Pheasants Forever has received a grant through LCCMR (Legislative-Citizen Commission on Minnesota Resources) to enhance permanent habitat cover in Minnesota. They have set a goal of enhancing 850-acres through their new Easement Enhancement Program. Any land that is permanently protected can be eligible to apply. This includes RIM/CREP easements, WRP easements, USFWS Easements, property owned by the Minnesota Land Trust, County and City owned land, and other easements or programs that permanently protect the lands natural resources.

Eligible expenses can include site preparation such as tillage, herbicide applications, and prescribed burning. Tree removal is also eligible as long as it is required to prepare a proper seedbed. Both the native seed and seeding are also eligible, as well as follow up mowing to reduce weed pressure. The landowner has the option to do the work themselves, hire it out to contractors, or have Pheasants Forever carry out everything.

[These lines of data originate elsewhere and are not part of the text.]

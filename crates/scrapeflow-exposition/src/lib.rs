//! scrapeflow-exposition — turns a scraped `/metrics` body into metric families.
//!
//! Two steps, kept separate so a single bad family never spoils the rest:
//!
//! ```text
//! text ──parse()──► Exposition (families of raw series lines)
//!      ──aggregate()──► Aggregation { families, skipped }
//! ```
//!
//! `parse` only groups lines; it never fails. All value, label and type
//! interpretation happens in `aggregate`, which drops malformed families
//! individually and reports them in `skipped`.

pub mod aggregate;
pub mod error;
pub mod parser;

pub use aggregate::{Aggregation, SkippedFamily, aggregate};
pub use error::ExpositionError;
pub use parser::{ExposedFamily, ExposedSeries, Exposition, parse};
use std::time::Duration;

use thiserror::Error;

/// A single failed `/metrics` fetch. Never fatal to the worker.
#[derive(Debug, Error)]
pub enum FetchError {
    #[error("invalid metrics url {0}")]
    InvalidUrl(String),

    #[error("{url}: {reason}")]
    Unreachable { url: String, reason: String },

    #[error("{url}: no response within {timeout:?}")]
    Timeout { url: String, timeout: Duration },

    #[error("{url}: unexpected status {status}")]
    Status { url: String, status: u16 },

    #[error("{url}: reading body: {reason}")]
    Body { url: String, reason: String },
}

#[derive(Debug, Error, PartialEq, Eq)]
pub enum WorkerError {
    #[error("target {target_id}: poll interval must be positive")]
    ZeroInterval { target_id: String },
}
//! scrapeflow-core — shared types and configuration for scrapeflow.
//!
//! Everything the pipeline passes between stages lives here:
//!
//! ```text
//! ScrapeTarget ──(fetch)──► MetricFamily/Sample ──► ScrapeResult ──► sink
//! ```
//!
//! The configuration file (`scrapeflow.toml`) is parsed and validated by
//! [`AgentConfig::from_file`].

pub mod config;
pub mod error;
pub mod types;

pub use config::{
    AgentConfig, DiscoveryConfig, DiscoverySource, FetchConfig, ForwarderConfig, ScrapeEndpoint,
    SinkConfig, parse_duration,
};
pub use error::{ConfigError, ConfigResult};
pub use types::*;
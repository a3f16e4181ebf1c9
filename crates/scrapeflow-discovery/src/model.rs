//! Directory record model.
//!
//! Mirrors the service-broker instance documents the directory stores;
//! only `hosts` matters for discovery, the rest is carried for logging.

use std::collections::HashMap;

use serde::{Deserialize, Serialize};

/// One provisioned service instance.
#[derive(Debug, Clone, Default, PartialEq, Serialize, Deserialize)]
#[serde(rename_all = "camelCase", default)]
pub struct ServiceInstance {
    pub id: String,
    pub service_definition_id: String,
    pub plan_id: String,
    pub organization_guid: String,
    pub space_guid: String,
    pub dashboard_url: String,
    pub internal_id: String,
    pub hosts: Vec<ServerAddress>,
    pub context: HashMap<String, String>,
}

/// One network address of a service instance, tagged with a category.
#[derive(Debug, Clone, Default, PartialEq, Serialize, Deserialize)]
#[serde(default)]
pub struct ServerAddress {
    pub name: String,
    pub ip: String,
    pub port: u16,
    pub backup: bool,
    /// Category tag; matched against the scrape endpoint category.
    #[serde(rename = "type")]
    pub kind: String,
}

impl ServiceInstance {
    /// Whether any host carries the given category tag.
    pub fn has_category(&self, category: &str) -> bool {
        self.hosts.iter().any(|h| h.kind == category)
    }
}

Pheasants Forever is also partnering with the University of Minnesota to study the effects of habitat improvement on local bee and butterfly health. Lands enrolled in this program will be part of the study. Upland habitat with diverse plant species also attracts many insects, which are an important food source to pheasant chicks after they hatch.

All projects will be ranked (out of a possible score of 100). Ranking is dependent on enhanced area size, proximity to additional permanently protected lands, what the project currently has for vegetation (non-native vs low diversity native cover), and if the landowner will provide a cash or in-kind match of 10% of the total project cost. In addition to the score sheet, an application will also need to be filled out with landowner information and information about the area to be enhanced. A project narrative and a project cost estimate also need to be included with the application.

The landowner is responsible for management after the first-year establishment is complete. Enhancement must take place in 2024 or 2025. The first batching period is open from now until December 15th. There may be additional batching periods if funds remain after the first period closes.

The Easement Enhancement program is a great opportunity to improve the habitat and wildlife diversity on your conservation easement. Anyone interested in enhancing their permanent habitat can reach out to the Rice SWCD at 507-332-5408 or email We have staff available to help with determining eligibility, scoring, and can answer your questions about the program.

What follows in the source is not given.